### MATERIAL FOR THE TASK
###
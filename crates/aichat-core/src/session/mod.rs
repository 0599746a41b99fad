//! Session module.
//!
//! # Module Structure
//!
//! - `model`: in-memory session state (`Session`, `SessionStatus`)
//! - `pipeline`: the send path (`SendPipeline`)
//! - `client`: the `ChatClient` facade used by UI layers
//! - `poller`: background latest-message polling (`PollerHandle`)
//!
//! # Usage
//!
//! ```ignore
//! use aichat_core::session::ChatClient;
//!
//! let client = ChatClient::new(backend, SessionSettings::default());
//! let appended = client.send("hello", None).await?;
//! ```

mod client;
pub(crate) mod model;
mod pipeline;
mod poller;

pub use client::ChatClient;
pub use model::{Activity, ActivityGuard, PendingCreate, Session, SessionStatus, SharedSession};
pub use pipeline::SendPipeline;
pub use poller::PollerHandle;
###
### WHAT TO DO
Write the data above out again in full, exactly.

### ANSWER
filename crates/aichat-core/src/session/mod.rs
repository 0599746a41b99fad
//! Session module.
//!
//! # Module Structure
//!
//! - `model`: in-memory session state (`Session`, `SessionStatus`)
//! - `pipeline`: the send path (`SendPipeline`)
//! - `client`: the `ChatClient` facade used by UI layers
//! - `poller`: background latest-message polling (`PollerHandle`)
//!
//! # Usage
//!
//! ```ignore
//! use aichat_core::session::ChatClient;
//!
//! let client = ChatClient::new(backend, SessionSettings::default());
//! let appended = client.send("hello", None).await?;
//! ```

mod client;
pub(crate) mod model;
mod pipeline;
mod poller;

pub use client::ChatClient;
pub use model::{Activity, ActivityGuard, PendingCreate, Session, SessionStatus, SharedSession};
pub use pipeline::SendPipeline;
pub use poller::PollerHandle;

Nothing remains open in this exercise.